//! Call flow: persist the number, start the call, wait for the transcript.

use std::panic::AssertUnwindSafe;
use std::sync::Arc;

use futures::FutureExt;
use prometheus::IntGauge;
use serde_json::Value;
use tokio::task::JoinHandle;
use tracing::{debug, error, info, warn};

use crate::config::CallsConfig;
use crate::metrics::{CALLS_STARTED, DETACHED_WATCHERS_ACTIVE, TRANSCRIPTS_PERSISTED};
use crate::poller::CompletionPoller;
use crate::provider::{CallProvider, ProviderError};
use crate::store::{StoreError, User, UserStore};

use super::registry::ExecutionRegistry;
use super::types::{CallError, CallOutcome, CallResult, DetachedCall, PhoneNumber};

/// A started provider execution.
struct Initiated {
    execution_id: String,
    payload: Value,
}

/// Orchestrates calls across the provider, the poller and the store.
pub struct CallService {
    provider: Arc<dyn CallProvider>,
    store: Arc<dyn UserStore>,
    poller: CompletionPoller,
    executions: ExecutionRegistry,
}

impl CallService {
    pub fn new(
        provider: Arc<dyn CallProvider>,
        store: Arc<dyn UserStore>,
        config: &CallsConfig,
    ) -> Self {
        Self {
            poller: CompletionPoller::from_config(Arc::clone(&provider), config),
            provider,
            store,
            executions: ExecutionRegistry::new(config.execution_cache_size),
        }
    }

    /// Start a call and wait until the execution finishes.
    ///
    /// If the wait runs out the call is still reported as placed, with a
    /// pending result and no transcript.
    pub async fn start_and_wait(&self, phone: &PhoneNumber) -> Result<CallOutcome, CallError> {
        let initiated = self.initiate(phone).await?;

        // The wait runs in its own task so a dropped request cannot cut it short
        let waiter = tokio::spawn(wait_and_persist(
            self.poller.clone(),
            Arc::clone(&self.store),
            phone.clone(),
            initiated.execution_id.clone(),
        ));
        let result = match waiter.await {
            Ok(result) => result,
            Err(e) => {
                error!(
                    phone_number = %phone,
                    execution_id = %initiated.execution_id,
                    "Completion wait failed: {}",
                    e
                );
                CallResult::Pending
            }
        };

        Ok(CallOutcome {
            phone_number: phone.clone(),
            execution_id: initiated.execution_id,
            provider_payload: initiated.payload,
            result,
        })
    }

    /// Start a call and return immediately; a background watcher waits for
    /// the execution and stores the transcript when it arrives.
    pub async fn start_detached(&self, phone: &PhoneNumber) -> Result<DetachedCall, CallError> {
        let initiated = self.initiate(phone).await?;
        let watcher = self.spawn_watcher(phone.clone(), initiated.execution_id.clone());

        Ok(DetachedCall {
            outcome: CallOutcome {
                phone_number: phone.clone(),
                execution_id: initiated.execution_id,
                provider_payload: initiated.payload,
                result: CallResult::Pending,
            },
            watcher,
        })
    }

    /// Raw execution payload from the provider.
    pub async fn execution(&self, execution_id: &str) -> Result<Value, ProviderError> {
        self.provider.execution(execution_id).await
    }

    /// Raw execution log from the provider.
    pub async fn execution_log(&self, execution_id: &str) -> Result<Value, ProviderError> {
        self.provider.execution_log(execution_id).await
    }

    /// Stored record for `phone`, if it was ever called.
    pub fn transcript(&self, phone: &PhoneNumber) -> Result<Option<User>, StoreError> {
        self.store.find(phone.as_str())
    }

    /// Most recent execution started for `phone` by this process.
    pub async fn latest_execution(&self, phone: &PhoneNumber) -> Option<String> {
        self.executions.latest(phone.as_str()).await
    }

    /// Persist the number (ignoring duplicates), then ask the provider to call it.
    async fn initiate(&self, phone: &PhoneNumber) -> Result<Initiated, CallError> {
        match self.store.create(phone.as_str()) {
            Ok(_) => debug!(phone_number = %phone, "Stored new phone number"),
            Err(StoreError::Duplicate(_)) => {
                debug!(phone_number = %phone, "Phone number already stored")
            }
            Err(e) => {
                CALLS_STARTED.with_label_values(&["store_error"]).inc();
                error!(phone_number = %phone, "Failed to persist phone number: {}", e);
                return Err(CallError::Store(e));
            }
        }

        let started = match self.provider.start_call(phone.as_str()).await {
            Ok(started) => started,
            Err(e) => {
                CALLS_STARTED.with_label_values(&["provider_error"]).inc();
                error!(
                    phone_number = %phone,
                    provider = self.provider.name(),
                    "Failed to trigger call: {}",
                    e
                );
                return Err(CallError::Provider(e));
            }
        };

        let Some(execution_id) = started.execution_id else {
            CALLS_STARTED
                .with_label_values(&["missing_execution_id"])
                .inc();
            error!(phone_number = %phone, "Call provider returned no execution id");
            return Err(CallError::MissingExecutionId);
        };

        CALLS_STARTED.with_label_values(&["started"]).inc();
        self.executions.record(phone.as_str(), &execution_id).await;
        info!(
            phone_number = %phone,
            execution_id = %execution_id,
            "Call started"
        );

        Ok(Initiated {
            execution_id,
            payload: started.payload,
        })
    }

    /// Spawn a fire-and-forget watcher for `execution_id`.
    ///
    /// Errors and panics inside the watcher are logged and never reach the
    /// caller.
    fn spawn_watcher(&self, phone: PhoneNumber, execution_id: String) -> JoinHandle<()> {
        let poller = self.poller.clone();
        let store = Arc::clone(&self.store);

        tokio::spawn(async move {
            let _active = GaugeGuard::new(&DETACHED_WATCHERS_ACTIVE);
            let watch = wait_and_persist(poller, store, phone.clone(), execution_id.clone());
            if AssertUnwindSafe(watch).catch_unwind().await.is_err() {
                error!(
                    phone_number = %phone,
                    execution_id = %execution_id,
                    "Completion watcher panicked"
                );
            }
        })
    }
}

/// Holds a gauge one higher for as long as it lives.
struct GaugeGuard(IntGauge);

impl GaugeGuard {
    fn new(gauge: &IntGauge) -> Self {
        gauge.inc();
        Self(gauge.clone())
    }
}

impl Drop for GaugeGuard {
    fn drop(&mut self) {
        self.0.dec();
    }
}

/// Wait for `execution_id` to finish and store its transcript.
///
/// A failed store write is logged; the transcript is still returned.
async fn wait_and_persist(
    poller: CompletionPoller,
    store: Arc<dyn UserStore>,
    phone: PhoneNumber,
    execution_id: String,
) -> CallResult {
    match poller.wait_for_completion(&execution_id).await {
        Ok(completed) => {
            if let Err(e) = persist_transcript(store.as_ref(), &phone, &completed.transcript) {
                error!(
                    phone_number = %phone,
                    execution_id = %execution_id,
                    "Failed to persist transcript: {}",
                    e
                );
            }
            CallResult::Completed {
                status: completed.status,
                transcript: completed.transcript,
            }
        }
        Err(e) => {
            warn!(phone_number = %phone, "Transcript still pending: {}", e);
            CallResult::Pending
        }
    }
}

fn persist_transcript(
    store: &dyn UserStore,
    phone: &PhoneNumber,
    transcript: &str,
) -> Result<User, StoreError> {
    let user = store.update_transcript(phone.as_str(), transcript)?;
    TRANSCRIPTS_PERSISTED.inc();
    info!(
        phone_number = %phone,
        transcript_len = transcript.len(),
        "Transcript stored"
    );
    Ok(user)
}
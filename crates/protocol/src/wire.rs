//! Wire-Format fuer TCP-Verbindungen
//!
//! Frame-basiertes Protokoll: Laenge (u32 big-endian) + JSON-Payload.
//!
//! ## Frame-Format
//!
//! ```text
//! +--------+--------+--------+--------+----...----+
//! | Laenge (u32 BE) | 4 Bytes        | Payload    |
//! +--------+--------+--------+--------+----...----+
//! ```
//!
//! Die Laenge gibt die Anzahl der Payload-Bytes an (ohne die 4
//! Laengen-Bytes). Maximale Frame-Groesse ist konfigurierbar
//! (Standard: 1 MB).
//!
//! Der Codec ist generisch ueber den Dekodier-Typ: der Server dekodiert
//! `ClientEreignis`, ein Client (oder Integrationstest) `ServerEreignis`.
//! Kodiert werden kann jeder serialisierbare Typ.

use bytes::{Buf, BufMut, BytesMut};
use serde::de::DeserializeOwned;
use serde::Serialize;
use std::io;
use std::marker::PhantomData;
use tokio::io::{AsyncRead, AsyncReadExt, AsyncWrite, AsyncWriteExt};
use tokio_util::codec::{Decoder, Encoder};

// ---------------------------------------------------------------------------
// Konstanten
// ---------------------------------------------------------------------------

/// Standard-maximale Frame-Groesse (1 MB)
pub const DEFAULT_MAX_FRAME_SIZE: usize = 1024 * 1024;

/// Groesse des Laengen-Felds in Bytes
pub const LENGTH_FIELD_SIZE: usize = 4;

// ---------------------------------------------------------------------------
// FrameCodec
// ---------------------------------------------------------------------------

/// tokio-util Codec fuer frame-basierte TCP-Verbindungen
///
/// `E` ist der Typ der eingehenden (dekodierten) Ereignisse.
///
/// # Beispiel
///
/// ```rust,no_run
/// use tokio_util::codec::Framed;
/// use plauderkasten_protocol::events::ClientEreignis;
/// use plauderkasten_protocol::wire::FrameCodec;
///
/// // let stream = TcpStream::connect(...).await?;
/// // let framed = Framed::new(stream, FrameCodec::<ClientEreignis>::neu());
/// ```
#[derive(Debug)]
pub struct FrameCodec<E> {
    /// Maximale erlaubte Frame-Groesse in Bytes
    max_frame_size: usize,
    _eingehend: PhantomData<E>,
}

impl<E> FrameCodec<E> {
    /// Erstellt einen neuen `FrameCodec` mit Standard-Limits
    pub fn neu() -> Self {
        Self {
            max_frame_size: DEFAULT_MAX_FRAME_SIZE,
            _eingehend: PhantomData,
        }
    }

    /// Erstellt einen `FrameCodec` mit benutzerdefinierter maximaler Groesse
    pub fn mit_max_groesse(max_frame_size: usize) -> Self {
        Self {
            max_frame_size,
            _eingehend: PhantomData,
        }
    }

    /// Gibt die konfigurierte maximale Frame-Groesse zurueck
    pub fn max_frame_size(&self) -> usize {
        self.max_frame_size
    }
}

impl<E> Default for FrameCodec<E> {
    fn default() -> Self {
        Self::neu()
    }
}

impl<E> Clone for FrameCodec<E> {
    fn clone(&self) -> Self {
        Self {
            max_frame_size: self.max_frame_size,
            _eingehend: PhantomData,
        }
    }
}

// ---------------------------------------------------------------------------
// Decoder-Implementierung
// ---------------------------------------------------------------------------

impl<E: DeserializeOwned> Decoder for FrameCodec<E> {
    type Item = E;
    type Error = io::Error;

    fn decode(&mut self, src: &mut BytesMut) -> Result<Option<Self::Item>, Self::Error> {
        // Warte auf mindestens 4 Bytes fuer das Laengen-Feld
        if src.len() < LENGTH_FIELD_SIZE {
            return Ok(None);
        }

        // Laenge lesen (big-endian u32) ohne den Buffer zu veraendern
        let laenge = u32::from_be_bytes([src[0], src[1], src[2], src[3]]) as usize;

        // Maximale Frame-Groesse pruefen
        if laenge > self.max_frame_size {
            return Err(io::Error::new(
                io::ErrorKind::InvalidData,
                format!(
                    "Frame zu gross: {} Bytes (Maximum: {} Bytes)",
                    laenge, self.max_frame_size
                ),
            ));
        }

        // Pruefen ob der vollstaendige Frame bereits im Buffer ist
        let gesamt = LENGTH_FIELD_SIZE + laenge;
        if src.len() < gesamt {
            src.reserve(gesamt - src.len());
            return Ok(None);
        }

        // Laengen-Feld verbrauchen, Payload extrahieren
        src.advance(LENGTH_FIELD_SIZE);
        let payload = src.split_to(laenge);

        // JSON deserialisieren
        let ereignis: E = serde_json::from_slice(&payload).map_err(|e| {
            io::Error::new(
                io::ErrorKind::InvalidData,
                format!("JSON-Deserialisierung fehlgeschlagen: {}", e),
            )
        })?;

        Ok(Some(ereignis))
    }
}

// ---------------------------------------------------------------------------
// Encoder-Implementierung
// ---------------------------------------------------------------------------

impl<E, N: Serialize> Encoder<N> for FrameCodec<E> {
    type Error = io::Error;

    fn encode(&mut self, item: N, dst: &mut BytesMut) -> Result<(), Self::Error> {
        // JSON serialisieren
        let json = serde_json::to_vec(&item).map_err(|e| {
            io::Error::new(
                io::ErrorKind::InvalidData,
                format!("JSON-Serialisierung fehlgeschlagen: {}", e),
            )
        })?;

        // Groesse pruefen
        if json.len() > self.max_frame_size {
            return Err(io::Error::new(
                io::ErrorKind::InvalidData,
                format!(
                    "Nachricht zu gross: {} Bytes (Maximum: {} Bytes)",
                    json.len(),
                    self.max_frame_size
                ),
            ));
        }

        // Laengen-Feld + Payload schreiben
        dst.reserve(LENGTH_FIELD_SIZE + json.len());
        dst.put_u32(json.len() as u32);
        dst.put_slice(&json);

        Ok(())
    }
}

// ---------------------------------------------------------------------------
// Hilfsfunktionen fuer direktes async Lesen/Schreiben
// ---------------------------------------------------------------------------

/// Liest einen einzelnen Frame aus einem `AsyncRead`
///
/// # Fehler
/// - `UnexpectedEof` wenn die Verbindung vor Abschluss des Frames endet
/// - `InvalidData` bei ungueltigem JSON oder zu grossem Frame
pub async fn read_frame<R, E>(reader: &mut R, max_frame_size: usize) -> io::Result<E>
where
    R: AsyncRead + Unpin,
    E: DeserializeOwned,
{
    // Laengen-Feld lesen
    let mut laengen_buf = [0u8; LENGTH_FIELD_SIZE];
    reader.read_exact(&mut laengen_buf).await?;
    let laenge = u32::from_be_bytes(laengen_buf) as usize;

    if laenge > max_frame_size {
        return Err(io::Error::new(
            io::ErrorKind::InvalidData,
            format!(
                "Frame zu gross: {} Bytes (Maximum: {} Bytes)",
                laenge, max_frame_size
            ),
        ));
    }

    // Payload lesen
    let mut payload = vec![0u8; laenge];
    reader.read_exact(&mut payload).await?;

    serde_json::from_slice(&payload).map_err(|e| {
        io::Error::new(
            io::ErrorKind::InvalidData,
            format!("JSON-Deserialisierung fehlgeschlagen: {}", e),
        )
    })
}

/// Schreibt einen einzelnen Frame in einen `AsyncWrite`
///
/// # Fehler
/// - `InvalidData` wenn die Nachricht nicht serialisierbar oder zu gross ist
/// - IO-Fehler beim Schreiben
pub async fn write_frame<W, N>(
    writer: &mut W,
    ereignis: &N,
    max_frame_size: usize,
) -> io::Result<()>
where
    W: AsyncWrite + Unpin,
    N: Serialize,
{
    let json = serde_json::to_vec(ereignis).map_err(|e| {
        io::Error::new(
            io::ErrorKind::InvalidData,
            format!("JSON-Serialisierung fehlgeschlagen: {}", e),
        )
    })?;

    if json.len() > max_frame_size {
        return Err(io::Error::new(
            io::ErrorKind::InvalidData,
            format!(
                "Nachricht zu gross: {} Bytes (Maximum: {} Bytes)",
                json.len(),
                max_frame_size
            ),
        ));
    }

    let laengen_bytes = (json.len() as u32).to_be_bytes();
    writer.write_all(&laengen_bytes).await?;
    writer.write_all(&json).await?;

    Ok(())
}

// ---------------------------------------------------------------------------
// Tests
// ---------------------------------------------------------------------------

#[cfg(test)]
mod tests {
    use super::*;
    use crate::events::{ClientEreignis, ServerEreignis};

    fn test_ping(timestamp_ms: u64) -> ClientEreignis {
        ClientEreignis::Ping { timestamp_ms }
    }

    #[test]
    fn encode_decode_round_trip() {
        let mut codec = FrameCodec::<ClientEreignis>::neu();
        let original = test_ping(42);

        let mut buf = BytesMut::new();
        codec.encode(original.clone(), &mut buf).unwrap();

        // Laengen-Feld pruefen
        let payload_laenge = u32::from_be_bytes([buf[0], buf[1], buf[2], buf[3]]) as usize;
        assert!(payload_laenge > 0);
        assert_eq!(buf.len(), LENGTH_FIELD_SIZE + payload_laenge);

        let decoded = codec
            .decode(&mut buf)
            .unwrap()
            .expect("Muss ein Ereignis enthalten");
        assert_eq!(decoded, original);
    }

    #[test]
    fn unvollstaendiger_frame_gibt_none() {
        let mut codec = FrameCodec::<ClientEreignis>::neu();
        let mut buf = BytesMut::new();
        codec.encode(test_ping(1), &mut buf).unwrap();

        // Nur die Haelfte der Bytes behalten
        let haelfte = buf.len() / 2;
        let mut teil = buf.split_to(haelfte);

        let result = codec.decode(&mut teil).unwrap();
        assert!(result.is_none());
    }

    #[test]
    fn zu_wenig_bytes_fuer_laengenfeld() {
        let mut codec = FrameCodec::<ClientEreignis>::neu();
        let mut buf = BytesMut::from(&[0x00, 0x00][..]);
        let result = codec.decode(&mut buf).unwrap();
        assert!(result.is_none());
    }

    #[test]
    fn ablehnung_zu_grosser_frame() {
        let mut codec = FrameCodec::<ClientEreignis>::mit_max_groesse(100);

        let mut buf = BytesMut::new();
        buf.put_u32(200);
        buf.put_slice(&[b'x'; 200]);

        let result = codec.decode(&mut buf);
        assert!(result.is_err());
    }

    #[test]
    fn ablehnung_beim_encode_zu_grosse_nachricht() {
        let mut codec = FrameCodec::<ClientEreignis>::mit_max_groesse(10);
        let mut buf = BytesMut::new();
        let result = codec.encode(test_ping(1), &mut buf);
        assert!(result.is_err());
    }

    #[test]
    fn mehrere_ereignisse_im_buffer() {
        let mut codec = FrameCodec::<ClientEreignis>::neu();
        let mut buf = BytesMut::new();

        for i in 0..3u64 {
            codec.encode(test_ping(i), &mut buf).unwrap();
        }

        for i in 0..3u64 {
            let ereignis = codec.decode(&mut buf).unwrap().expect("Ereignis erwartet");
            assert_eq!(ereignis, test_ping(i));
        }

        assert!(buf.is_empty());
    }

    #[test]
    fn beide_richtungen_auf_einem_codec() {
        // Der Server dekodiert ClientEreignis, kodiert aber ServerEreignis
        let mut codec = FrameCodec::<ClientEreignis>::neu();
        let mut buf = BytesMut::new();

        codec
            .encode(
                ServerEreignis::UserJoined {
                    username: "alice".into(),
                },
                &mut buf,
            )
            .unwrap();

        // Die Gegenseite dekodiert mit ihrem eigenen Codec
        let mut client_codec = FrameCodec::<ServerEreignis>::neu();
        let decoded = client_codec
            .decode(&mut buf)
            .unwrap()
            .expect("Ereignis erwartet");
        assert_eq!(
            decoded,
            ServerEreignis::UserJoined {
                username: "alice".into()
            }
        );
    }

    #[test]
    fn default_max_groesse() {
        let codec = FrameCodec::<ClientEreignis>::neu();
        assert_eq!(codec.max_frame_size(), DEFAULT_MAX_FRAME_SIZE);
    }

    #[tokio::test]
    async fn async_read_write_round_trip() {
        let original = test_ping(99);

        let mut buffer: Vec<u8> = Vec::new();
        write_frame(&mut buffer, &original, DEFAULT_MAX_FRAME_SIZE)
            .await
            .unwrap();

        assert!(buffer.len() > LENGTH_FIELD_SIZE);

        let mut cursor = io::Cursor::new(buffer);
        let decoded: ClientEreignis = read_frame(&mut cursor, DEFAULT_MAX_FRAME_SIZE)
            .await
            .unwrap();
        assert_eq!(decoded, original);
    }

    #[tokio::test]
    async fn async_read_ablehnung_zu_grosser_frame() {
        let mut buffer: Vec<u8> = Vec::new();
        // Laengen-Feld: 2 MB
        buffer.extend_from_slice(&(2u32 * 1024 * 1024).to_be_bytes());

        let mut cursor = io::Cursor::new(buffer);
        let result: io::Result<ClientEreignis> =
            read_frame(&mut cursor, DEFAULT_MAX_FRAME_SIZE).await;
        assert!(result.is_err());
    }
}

== == ==

What is being asked — Starting at the top of the listing above, repeat every line exactly until the line that contains "let result = match" has been repeated too.

Task solution —
//! Call flow: persist the number, start the call, wait for the transcript.

use std::panic::AssertUnwindSafe;
use std::sync::Arc;

use futures::FutureExt;
use prometheus::IntGauge;
use serde_json::Value;
use tokio::task::JoinHandle;
use tracing::{debug, error, info, warn};

use crate::config::CallsConfig;
use crate::metrics::{CALLS_STARTED, DETACHED_WATCHERS_ACTIVE, TRANSCRIPTS_PERSISTED};
use crate::poller::CompletionPoller;
use crate::provider::{CallProvider, ProviderError};
use crate::store::{StoreError, User, UserStore};

use super::registry::ExecutionRegistry;
use super::types::{CallError, CallOutcome, CallResult, DetachedCall, PhoneNumber};

/// A started provider execution.
struct Initiated {
    execution_id: String,
    payload: Value,
}

/// Orchestrates calls across the provider, the poller and the store.
pub struct CallService {
    provider: Arc<dyn CallProvider>,
    store: Arc<dyn UserStore>,
    poller: CompletionPoller,
    executions: ExecutionRegistry,
}

impl CallService {
    pub fn new(
        provider: Arc<dyn CallProvider>,
        store: Arc<dyn UserStore>,
        config: &CallsConfig,
    ) -> Self {
        Self {
            poller: CompletionPoller::from_config(Arc::clone(&provider), config),
            provider,
            store,
            executions: ExecutionRegistry::new(config.execution_cache_size),
        }
    }

    /// Start a call and wait until the execution finishes.
    ///
    /// If the wait runs out the call is still reported as placed, with a
    /// pending result and no transcript.
    pub async fn start_and_wait(&self, phone: &PhoneNumber) -> Result<CallOutcome, CallError> {
        let initiated = self.initiate(phone).await?;

        // The wait runs in its own task so a dropped request cannot cut it short
        let waiter = tokio::spawn(wait_and_persist(
            self.poller.clone(),
            Arc::clone(&self.store),
            phone.clone(),
            initiated.execution_id.clone(),
        ));
        let result = match waiter.await {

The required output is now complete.